◆ **WORK INSTRUCTIONS**
Below are records; reproduce exactly the lines from the one that has "This module contains" through the one that has "pub mod storage;", ends included, and nothing more.
******
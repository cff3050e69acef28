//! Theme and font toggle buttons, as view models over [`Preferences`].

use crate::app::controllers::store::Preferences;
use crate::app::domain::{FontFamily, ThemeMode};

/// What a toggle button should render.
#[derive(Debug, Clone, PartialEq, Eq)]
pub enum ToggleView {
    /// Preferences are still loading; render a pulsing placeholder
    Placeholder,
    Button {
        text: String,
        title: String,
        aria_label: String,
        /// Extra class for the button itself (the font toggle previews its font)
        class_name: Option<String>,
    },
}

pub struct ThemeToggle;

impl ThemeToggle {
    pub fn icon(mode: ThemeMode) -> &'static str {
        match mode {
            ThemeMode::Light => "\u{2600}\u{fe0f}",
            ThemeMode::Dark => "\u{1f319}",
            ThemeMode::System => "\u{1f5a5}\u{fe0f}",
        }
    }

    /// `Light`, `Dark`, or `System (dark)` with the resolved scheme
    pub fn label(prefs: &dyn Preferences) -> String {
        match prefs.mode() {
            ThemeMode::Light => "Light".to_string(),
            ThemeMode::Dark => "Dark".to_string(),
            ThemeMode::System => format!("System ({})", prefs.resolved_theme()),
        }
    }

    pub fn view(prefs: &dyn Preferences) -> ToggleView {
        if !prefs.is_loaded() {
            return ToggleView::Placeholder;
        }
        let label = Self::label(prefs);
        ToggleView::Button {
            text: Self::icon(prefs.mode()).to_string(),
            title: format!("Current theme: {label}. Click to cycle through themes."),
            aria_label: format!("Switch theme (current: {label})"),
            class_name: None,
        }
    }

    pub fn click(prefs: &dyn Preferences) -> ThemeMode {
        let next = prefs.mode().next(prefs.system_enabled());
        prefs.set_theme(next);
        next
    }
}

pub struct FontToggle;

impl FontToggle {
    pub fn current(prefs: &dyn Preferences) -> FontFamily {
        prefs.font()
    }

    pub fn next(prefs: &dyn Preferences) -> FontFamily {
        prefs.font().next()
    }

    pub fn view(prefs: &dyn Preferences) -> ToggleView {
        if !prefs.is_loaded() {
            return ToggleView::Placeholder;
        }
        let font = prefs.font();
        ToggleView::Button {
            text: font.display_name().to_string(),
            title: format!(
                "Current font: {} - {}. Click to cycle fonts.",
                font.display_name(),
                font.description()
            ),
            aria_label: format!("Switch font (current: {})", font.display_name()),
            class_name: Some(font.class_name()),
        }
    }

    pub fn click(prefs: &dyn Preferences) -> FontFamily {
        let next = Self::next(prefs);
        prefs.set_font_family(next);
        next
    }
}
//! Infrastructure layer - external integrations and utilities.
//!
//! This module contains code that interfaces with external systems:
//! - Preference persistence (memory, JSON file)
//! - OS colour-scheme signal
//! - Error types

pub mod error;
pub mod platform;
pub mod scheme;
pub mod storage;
******
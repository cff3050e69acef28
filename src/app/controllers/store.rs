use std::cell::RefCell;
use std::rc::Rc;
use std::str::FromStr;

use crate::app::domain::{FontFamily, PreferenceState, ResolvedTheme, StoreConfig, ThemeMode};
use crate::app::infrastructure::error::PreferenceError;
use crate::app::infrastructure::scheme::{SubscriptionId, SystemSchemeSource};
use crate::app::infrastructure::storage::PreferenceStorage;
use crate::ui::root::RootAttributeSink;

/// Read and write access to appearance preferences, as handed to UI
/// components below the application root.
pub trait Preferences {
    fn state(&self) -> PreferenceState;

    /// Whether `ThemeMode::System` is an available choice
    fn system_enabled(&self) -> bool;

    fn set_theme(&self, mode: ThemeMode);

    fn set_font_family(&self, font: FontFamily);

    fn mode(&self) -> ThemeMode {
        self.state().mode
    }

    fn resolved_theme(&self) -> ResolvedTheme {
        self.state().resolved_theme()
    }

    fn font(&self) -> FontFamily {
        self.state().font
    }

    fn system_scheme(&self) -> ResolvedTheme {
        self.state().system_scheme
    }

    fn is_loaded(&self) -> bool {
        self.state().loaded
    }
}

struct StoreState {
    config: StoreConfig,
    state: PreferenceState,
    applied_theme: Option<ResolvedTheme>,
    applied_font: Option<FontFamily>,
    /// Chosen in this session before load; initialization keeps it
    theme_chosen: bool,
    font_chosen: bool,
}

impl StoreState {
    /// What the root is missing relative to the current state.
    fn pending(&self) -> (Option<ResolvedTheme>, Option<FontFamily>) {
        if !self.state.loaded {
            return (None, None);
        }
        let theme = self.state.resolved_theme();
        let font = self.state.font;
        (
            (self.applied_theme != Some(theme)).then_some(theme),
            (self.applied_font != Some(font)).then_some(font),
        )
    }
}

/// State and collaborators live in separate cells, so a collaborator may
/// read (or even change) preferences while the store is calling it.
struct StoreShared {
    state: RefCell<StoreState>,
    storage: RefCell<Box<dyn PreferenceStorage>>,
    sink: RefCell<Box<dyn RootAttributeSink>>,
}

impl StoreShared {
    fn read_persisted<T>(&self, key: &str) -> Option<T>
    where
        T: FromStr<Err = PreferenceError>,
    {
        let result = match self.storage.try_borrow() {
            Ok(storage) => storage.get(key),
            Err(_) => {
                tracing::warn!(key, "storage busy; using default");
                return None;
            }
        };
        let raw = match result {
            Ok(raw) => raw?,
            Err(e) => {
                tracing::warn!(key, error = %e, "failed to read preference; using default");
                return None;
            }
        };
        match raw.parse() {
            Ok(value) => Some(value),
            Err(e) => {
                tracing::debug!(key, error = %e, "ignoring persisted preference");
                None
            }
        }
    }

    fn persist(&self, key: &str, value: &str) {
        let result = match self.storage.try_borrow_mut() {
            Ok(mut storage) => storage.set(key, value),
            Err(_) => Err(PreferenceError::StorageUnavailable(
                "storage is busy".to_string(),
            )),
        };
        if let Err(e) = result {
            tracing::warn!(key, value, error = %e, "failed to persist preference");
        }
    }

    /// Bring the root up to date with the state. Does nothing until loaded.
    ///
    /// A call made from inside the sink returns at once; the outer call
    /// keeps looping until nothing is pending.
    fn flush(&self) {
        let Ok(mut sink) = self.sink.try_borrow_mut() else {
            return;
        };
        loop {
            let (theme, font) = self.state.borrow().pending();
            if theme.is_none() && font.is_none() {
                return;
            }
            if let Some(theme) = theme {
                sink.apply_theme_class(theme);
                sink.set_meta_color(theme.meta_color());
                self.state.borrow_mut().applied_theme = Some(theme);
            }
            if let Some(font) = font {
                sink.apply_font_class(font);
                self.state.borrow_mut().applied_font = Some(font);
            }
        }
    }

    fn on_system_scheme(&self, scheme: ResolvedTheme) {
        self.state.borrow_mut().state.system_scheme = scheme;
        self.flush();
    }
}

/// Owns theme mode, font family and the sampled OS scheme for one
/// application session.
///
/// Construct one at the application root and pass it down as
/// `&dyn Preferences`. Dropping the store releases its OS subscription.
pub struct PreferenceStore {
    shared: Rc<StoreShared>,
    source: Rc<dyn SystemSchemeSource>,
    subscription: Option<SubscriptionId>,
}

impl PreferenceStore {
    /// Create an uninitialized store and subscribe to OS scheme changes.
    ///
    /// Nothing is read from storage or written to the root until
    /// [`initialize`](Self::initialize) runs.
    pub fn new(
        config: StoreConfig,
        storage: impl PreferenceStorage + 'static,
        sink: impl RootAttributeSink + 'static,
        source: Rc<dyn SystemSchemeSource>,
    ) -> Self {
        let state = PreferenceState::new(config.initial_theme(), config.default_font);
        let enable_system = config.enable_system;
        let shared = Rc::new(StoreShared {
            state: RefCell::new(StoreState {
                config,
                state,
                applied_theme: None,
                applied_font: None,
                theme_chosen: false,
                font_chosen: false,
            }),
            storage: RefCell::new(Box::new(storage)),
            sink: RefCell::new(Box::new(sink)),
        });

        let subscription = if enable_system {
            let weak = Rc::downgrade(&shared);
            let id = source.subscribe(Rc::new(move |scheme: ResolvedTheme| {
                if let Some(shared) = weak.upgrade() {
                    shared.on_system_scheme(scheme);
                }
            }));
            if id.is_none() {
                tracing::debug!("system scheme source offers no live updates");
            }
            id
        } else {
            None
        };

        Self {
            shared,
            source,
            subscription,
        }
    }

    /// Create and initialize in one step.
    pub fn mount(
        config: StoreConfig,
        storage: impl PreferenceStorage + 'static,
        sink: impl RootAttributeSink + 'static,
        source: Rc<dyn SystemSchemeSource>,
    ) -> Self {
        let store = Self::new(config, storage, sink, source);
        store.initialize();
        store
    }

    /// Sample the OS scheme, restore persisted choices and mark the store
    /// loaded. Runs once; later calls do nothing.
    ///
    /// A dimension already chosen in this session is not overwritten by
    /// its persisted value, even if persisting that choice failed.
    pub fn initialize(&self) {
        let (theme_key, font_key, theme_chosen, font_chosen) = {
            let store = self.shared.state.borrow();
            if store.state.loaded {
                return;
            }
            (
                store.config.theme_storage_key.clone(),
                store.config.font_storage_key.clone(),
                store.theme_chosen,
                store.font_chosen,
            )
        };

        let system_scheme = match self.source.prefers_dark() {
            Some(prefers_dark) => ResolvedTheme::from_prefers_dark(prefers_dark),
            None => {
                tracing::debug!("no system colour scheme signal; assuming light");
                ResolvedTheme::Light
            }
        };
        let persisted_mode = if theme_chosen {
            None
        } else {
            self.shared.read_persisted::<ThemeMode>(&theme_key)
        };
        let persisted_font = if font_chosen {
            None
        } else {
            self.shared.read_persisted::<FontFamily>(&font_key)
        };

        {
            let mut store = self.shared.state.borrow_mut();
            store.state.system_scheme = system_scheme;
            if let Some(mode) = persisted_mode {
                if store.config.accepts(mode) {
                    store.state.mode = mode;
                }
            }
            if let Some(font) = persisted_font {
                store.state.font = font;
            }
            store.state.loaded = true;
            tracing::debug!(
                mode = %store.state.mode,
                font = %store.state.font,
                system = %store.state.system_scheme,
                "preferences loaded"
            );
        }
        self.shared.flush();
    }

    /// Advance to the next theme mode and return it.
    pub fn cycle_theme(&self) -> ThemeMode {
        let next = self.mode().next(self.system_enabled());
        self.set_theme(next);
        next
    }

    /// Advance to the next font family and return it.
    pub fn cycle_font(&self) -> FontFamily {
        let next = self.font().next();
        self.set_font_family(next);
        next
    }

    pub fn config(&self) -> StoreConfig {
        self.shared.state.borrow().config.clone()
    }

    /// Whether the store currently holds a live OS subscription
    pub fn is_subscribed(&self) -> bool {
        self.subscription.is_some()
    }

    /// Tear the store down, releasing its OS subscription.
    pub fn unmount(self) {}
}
******
◆ **FINISHED TASK**
//! This module contains code that interfaces with external systems:
//! - Preference persistence (memory, JSON file)
//! - OS colour-scheme signal
//! - Error types

pub mod error;
pub mod platform;
pub mod scheme;
pub mod storage;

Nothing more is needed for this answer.